The award was presented by the school's deputy commander, Brig. Gen. Bennet Sacolick. Sgt. Maj. Walter D. Finch Jr. and Lt. Col. Kyle M. Riedel, a Civil Affairs battalion commander, also presented the newspaper with a certificate of appreciation for help to 3rd Battalion, 1st Special Warfare Training Group (Airborne) with Operation Certain Trust.

Typical Certain Trust missions -- conducted at Camp Mackall to begin with -- include negotiating with local militia for access to bridges, assisting refugee groups and investigating poisoned water sources.

At times, Department of State (DOS) embeds provide strategic context to the CATs, ensuring they supported the U.S. strategic plan for stabilizing Pineland.

All DOS participants take part in the tactical portion -- marching through the woods and encountering role-playing scenarios through night and day, while sometimes coming under "hostile fire."

Every march ends when the participants are most exhausted in a simulated village block where teams rotate through high-pressure meetings with a shady mayor, an aggressive police chief, a grieving mother and other role players.

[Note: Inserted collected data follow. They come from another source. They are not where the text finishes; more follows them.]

//! Brazilian taxpayer document numbers (CPF and CNPJ).
//!
//! Both document kinds end in two check digits derived from the leading
//! digits with a weighted mod-11 reduction. This module owns the arithmetic
//! in both directions: computing check digits for generation and
//! recomputing them for validation. No third-party validator is involved.
//!
//! Three layers are exposed:
//! - [`compute_check_digits`] is the raw arithmetic. Passing leading digits
//!   of the wrong shape is a caller bug and yields a
//!   [`CheckDigitContractError`], never a "document invalid" answer.
//! - [`validate`] is the total checksum predicate used by every write flow.
//!   It never fails; malformed input simply returns `false`.
//! - [`DocumentNumber::parse`] is the registration-facing constructor. It
//!   accepts masked input, explains rejections through
//!   [`DocumentValidationError`], and additionally refuses single-digit
//!   repetitions such as `00000000000`.

use std::fmt;

use rand::Rng;
use serde::{Deserialize, Serialize};

/// Weights applied to the 12 leading CNPJ digits for the first check digit.
const CNPJ_WEIGHTS_FIRST: [u32; 12] = [5, 4, 3, 2, 9, 8, 7, 6, 5, 4, 3, 2];

/// Weights applied to the 13 CNPJ digits (leading + first check digit).
const CNPJ_WEIGHTS_SECOND: [u32; 13] = [6, 5, 4, 3, 2, 9, 8, 7, 6, 5, 4, 3, 2];

/// Mask punctuation tolerated by [`DocumentNumber::parse`].
const MASK_CHARACTERS: [char; 4] = ['.', '-', '/', ' '];

/// Kind of taxpayer document.
#[derive(Debug, Clone, Copy, PartialEq, Eq, Hash, PartialOrd, Ord, Serialize, Deserialize)]
pub enum DocumentKind {
    /// Cadastro de Pessoas Físicas: individuals, 11 digits.
    #[serde(rename = "CPF", alias = "cpf")]
    Cpf,
    /// Cadastro Nacional da Pessoa Jurídica: companies, 14 digits.
    #[serde(rename = "CNPJ", alias = "cnpj")]
    Cnpj,
}

impl DocumentKind {
    /// Total number of digits, check digits included.
    #[must_use]
    pub const fn digit_count(self) -> usize {
        match self {
            Self::Cpf => 11,
            Self::Cnpj => 14,
        }
    }

    /// Number of digits preceding the two check digits.
    #[must_use]
    pub const fn leading_count(self) -> usize {
        self.digit_count() - 2
    }

    /// Infer the kind from an unmasked digit count.
    ///
    /// # Examples
    /// ```
    /// use backoffice::domain::DocumentKind;
    ///
    /// assert_eq!(DocumentKind::detect("529.982.247-25"), Some(DocumentKind::Cpf));
    /// assert_eq!(DocumentKind::detect("11222333000181"), Some(DocumentKind::Cnpj));
    /// assert_eq!(DocumentKind::detect("123"), None);
    /// ```
    #[must_use]
    pub fn detect(raw: &str) -> Option<Self> {
        match strip_mask(raw).chars().count() {
            11 => Some(Self::Cpf),
            14 => Some(Self::Cnpj),
            _ => None,
        }
    }
}

impl fmt::Display for DocumentKind {
    fn fmt(&self, f: &mut fmt::Formatter<'_>) -> fmt::Result {
        match self {
            Self::Cpf => f.write_str("CPF"),
            Self::Cnpj => f.write_str("CNPJ"),
        }
    }
}

/// Precondition violations of [`compute_check_digits`].
///
/// These indicate a programming error in the caller rather than an invalid
/// document supplied by a user.
#[derive(Debug, Clone, PartialEq, Eq, thiserror::Error)]
pub enum CheckDigitContractError {
    /// The leading digit count does not match the document kind.
    #[error("{kind} check digits need {expected} leading digits, got {actual}")]
    WrongLength {
        /// Document kind requested.
        kind: DocumentKind,
        /// Leading digit count the kind requires.
        expected: usize,
        /// Character count supplied.
        actual: usize,
    },
    /// A leading character is not an ASCII digit.
    #[error("leading digits must be ASCII digits; found {character:?} at position {position}")]
    NonDigit {
        /// Zero-based character position.
        position: usize,
        /// Offending character.
        character: char,
    },
}

/// Reasons a submitted document number is rejected.
#[derive(Debug, Clone, PartialEq, Eq, thiserror::Error)]
pub enum DocumentValidationError {
    /// The unmasked input does not have the kind's digit count.
    #[error("{kind} must have {expected} digits, got {actual}")]
    WrongLength {
        /// Declared document kind.
        kind: DocumentKind,
        /// Digit count the kind requires.
        expected: usize,
        /// Character count after removing the mask.
        actual: usize,
    },
    /// The input length matches neither CPF nor CNPJ.
    #[error("document must have 11 (CPF) or 14 (CNPJ) digits, got {actual}")]
    UnknownKind {
        /// Character count after removing the mask.
        actual: usize,
    },
    /// A character other than a digit or mask punctuation was found.
    #[error("document contains a non-digit character {character:?}")]
    NonDigit {
        /// Offending character.
        character: char,
    },
    /// Every digit is the same; such sequences are never issued.
    #[error("{kind} must not repeat a single digit")]
    RepeatedDigits {
        /// Declared document kind.
        kind: DocumentKind,
    },
    /// The trailing check digits do not match the computed ones.
    #[error("{kind} check digits do not match")]
    ChecksumMismatch {
        /// Declared document kind.
        kind: DocumentKind,
    },
}

/// Compute the two check digits for `leading`.
///
/// # Errors
///
/// Returns [`CheckDigitContractError`] when `leading` is not exactly
/// [`DocumentKind::leading_count`] ASCII digits.
///
/// # Examples
/// ```
/// use backoffice::domain::{DocumentKind, compute_check_digits};
///
/// let digits = compute_check_digits(DocumentKind::Cpf, "496433352").expect("nine digits");
/// assert_eq!(digits, [3, 2]);
/// ```
pub fn compute_check_digits(
    kind: DocumentKind,
    leading: &str,
) -> Result<[u8; 2], CheckDigitContractError> {
    let actual = leading.chars().count();
    if actual != kind.leading_count() {
        return Err(CheckDigitContractError::WrongLength {
            kind,
            expected: kind.leading_count(),
            actual,
        });
    }
    let values = leading
        .chars()
        .enumerate()
        .map(|(position, character)| {
            digit_value(character).ok_or(CheckDigitContractError::NonDigit {
                position,
                character,
            })
        })
        .collect::<Result<Vec<_>, _>>()?;
    Ok(check_digits_for(kind, &values))
}

/// Return `true` when `digits` is a checksum-valid document of `kind`.
///
/// Input must be unmasked. Wrong length or any non-digit character yields
/// `false` without computing anything.
///
/// # Examples
/// ```
/// use backoffice::domain::{DocumentKind, validate};
///
/// assert!(validate(DocumentKind::Cpf, "49643335232"));
/// assert!(!validate(DocumentKind::Cpf, "49643335233"));
/// assert!(!validate(DocumentKind::Cnpj, "49643335232"));
/// ```
#[must_use]
pub fn validate(kind: DocumentKind, digits: &str) -> bool {
    if digits.chars().count() != kind.digit_count() {
        return false;
    }
    let Some(values) = digits.chars().map(digit_value).collect::<Option<Vec<_>>>() else {
        return false;
    };
    let (leading, supplied) = values.split_at(kind.leading_count());
    check_digits_for(kind, leading).as_slice() == supplied
}

/// Generate a random, checksum-valid document using the thread RNG.
///
/// Only seeding flows should call this.
#[must_use]
pub fn generate(kind: DocumentKind) -> String {
    generate_with(kind, &mut rand::rng())
}

/// Generate a checksum-valid document from the supplied RNG.
///
/// Single-digit repetitions are redrawn so that the result is also accepted
/// by [`DocumentNumber::parse`].
pub fn generate_with<R: Rng + ?Sized>(kind: DocumentKind, rng: &mut R) -> String {
    loop {
        let leading: Vec<u8> = (0..kind.leading_count())
            .map(|_| rng.random_range(0..10))
            .collect();
        if is_single_repeated_digit(&leading) {
            continue;
        }
        let check = check_digits_for(kind, &leading);
        return leading
            .iter()
            .chain(check.iter())
            .map(|value| char::from(b'0' + value))
            .collect();
    }
}

/// A validated CPF or CNPJ.
///
/// ## Invariants
/// - `digits` holds exactly [`DocumentKind::digit_count`] ASCII digits.
/// - The trailing two digits are the computed check digits.
/// - The digits are not a single repeated digit.
///
/// Serialises as `{"kind": "CPF", "digits": "52998224725"}` and
/// re-validates on deserialisation.
///
/// # Examples
/// ```
/// use backoffice::domain::{DocumentKind, DocumentNumber};
///
/// let cpf = DocumentNumber::parse(DocumentKind::Cpf, "529.982.247-25").expect("valid CPF");
/// assert_eq!(cpf.digits(), "52998224725");
/// assert_eq!(cpf.masked(), "529.982.247-25");
/// ```
#[derive(Debug, Clone, PartialEq, Eq, Hash, Serialize, Deserialize)]
#[serde(try_from = "DocumentNumberDto", into = "DocumentNumberDto")]
pub struct DocumentNumber {
    kind: DocumentKind,
    digits: String,
}

impl DocumentNumber {
    /// Parse a possibly masked document of a declared kind.
    ///
    /// # Errors
    ///
    /// Returns [`DocumentValidationError`] describing the first failed rule.
    pub fn parse(kind: DocumentKind, raw: &str) -> Result<Self, DocumentValidationError> {
        let digits = strip_mask(raw);
        if let Some(character) = digits.chars().find(|c| !c.is_ascii_digit()) {
            return Err(DocumentValidationError::NonDigit { character });
        }
        let actual = digits.chars().count();
        if actual != kind.digit_count() {
            return Err(DocumentValidationError::WrongLength {
                kind,
                expected: kind.digit_count(),
                actual,
            });
        }
        if is_single_repeated_digit(digits.as_bytes()) {
            return Err(DocumentValidationError::RepeatedDigits { kind });
        }
        if !validate(kind, &digits) {
            return Err(DocumentValidationError::ChecksumMismatch { kind });
        }
        Ok(Self { kind, digits })
    }

    /// Parse a document whose kind is inferred from its digit count.
    ///
    /// # Errors
    ///
    /// Returns [`DocumentValidationError::UnknownKind`] when the length fits
    /// neither kind, otherwise any error from [`DocumentNumber::parse`].
    pub fn parse_any(raw: &str) -> Result<Self, DocumentValidationError> {
        let kind = DocumentKind::detect(raw).ok_or_else(|| DocumentValidationError::UnknownKind {
            actual: strip_mask(raw).chars().count(),
        })?;
        Self::parse(kind, raw)
    }

    /// Document kind.
    #[must_use]
    pub const fn kind(&self) -> DocumentKind {
        self.kind
    }

    /// Unmasked digits.
    #[must_use]
    pub fn digits(&self) -> &str {
        self.digits.as_str()
    }

    /// Canonical display mask (`000.000.000-00` or `00.000.000/0000-00`).
    #[must_use]
    pub fn masked(&self) -> String {
        let separators: &[(usize, char)] = match self.kind {
            DocumentKind::Cpf => &[(3, '.'), (6, '.'), (9, '-')],
            DocumentKind::Cnpj => &[(2, '.'), (5, '.'), (8, '/'), (12, '-')],
        };
        let mut masked = String::with_capacity(self.digits.len() + separators.len());
        for (index, digit) in self.digits.chars().enumerate() {
            if let Some((_, separator)) = separators.iter().find(|(at, _)| *at == index) {
                masked.push(*separator);
            }
            masked.push(digit);
        }
        masked
    }
}

impl fmt::Display for DocumentNumber {
    fn fmt(&self, f: &mut fmt::Formatter<'_>) -> fmt::Result {
        f.write_str(&self.digits)
    }
}

#[derive(Debug, Clone, Serialize, Deserialize)]
struct DocumentNumberDto {
    kind: DocumentKind,
    digits: String,
}

impl From<DocumentNumber> for DocumentNumberDto {
    fn from(value: DocumentNumber) -> Self {
        Self {
            kind: value.kind,
            digits: value.digits,
        }
    }
}

impl TryFrom<DocumentNumberDto> for DocumentNumber {
    type Error = DocumentValidationError;

    fn try_from(value: DocumentNumberDto) -> Result<Self, Self::Error> {
        Self::parse(value.kind, &value.digits)
    }
}

fn strip_mask(raw: &str) -> String {
    raw.trim()
        .chars()
        .filter(|c| !MASK_CHARACTERS.contains(c))
        .collect()
}

fn digit_value(character: char) -> Option<u8> {
    character
        .to_digit(10)
        .filter(|_| character.is_ascii_digit())
        .and_then(|value| u8::try_from(value).ok())
}

fn is_single_repeated_digit<T: PartialEq>(values: &[T]) -> bool {
    values.windows(2).all(|pair| match pair {
        [a, b] => a == b,
        _ => true,
    })
}

fn weighted_sum(values: &[u8], weights: impl IntoIterator<Item = u32>) -> u32 {
    values
        .iter()
        .zip(weights)
        .map(|(value, weight)| u32::from(*value) * weight)
        .sum()
}

/// Check digits for exactly `kind.leading_count()` digit values.
fn check_digits_for(kind: DocumentKind, leading: &[u8]) -> [u8; 2] {
    let mut extended = leading.to_vec();
    match kind {
        DocumentKind::Cpf => {
            let first = cpf_digit(weighted_sum(&extended, (2..=10).rev()));
            extended.push(first);
            let second = cpf_digit(weighted_sum(&extended, (2..=11).rev()));
            [first, second]
        }
        DocumentKind::Cnpj => {
            let first = cnpj_digit(weighted_sum(&extended, CNPJ_WEIGHTS_FIRST));
            extended.push(first);
            let second = cnpj_digit(weighted_sum(&extended, CNPJ_WEIGHTS_SECOND));
            [first, second]
        }
    }
}

/// `(sum * 10) mod 11 mod 10`.
fn cpf_digit(sum: u32) -> u8 {
    narrow_digit((sum * 10).rem_euclid(11).rem_euclid(10))
}

/// `0` when `sum mod 11 < 2`, otherwise `11 - sum mod 11`.
fn cnpj_digit(sum: u32) -> u8 {
    let remainder = sum.rem_euclid(11);
    if remainder < 2 {
        0
    } else {
        narrow_digit(11 - remainder)
    }
}

fn narrow_digit(value: u32) -> u8 {
    // Callers reduce modulo 11 first, so the value always fits.
    u8::try_from(value).unwrap_or(0)
}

The field exercise portion takes place across five counties surrounding the camp.

Each CAT had an area of operation requiring assessment of local infrastructure, site surveys for displaced persons camps, and economic viability of local businesses. DOS members use specific skills to help the CATs accomplish missions and address the strategic goal of the exercise, which is always "a stable Republic of Pineland with increased participation in legitimate governance and increased equality of access to economic opportunity."

According to the Army, it is crucial for civilians to work alongside the military in a transitional, post-conflict, or stabilization environment, demonstrating not only nonmilitary functional skills but also the whole-of-government partnership that such operations require.